In recent years, the Danish nuclear fusion energy research programme (DANfusion) has been supporting the ITER project in France, and contributing to EUROfusion activities, for a DEMOnstration fusion power plant. DEMO aims to showcase advanced technologies for controlling powerful fusion plasma and safely generating electricity within the range of 300 to 500 megawatts to the external grid and to supply its own electrical power systems. DC circuit breaker is the core device to protect the fusion power plant electrical systems. It is used to interrupt the DC current to avoid overheating. In the planning phase, the designed operation current for the central solenoid and poloidal field coils in DEMO is 45 kA, and the current of toroidal field coils is 74.6 kA. In the planning phase, DEMO is actively investigating cutting-edge protection technologies that not only meet industrial viability but also ensure long-term reliability and high performance. This paper presents a soft-switched hybrid DC circuit breaker (CB) for FDUs in DEMO. The proposed CB comprises a mechanical bypass switch, an integrated gate-commutated thyristor (IGCT)-based static branch, and a thyristor-based counter pulse circuit. This design ensures a reliable zero current switching (ZCS) turn-off of the parallel and series connected IGCTs and thyristors, which avoids the risk of gate voltage oscillations and asymmetrical operations. Moreover, the IGCT-based static CB can interrupt the current under low-current schemes rapidly. The proposed DCCB offers two current interruption schemes for the FDU according to quench conditions, to improve reliability. A temperature-dependent discharge resistor made of mild steel is investigated in this design.
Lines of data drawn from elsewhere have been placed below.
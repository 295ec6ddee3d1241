use std::path::PathBuf;
use thiserror::Error;

/// Result type for rankeval operations
pub type Result<T> = std::result::Result<T, Error>;

/// Main error type for rankeval operations
#[derive(Error, Debug)]
pub enum Error {
    /// I/O related errors
    #[error("I/O error: {0}")]
    Io(#[from] std::io::Error),

    /// A run name that does not encode a cutoff parameter
    #[error("invalid run name '{name}': {message}")]
    InvalidRunName { name: String, message: String },

    /// The evaluator could not score a run
    #[error("evaluation failed for run '{run}': {message}")]
    Evaluation { run: String, message: String },

    /// An artifact could not be written to durable storage
    #[error("persistence error at {path}: {source}")]
    Persistence {
        path: PathBuf,
        #[source]
        source: std::io::Error,
    },

    /// A run produced no per-query results to average over
    #[error("run '{run}' produced no query results")]
    EmptyResult { run: String },

    /// A located artifact that could not be interpreted
    #[error("malformed artifact at {location}: {message}")]
    MalformedArtifact { location: String, message: String },

    /// Any other error
    #[error(transparent)]
    Other(#[from] anyhow::Error),
}

impl Error {
    /// Creates an invalid run name error
    pub fn invalid_run_name(name: impl Into<String>, message: impl Into<String>) -> Self {
        Self::InvalidRunName {
            name: name.into(),
            message: message.into(),
        }
    }

    /// Creates an evaluation error
    pub fn evaluation(run: impl Into<String>, message: impl Into<String>) -> Self {
        Self::Evaluation {
            run: run.into(),
            message: message.into(),
        }
    }

    /// Creates a persistence error
    pub fn persistence(path: impl Into<PathBuf>, source: std::io::Error) -> Self {
        Self::Persistence {
            path: path.into(),
            source,
        }
    }

    /// Creates an empty result error
    pub fn empty_result(run: impl Into<String>) -> Self {
        Self::EmptyResult { run: run.into() }
    }

    /// Creates a malformed artifact error
    pub fn malformed_artifact(location: impl Into<String>, message: impl Into<String>) -> Self {
        Self::MalformedArtifact {
            location: location.into(),
            message: message.into(),
        }
    }
}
Compared to constant-resistance solutions, the resistance of the discharge resistor is reduced, in turn, the peak voltage on coils is significantly reduced. The theoretical analysis and feasibility study of the proposed hybrid DCCB regarding each main component are presented. Simulation tests are conducted in PLECS/Plexim under various conditions to verify the effectiveness of the proposed DCCB.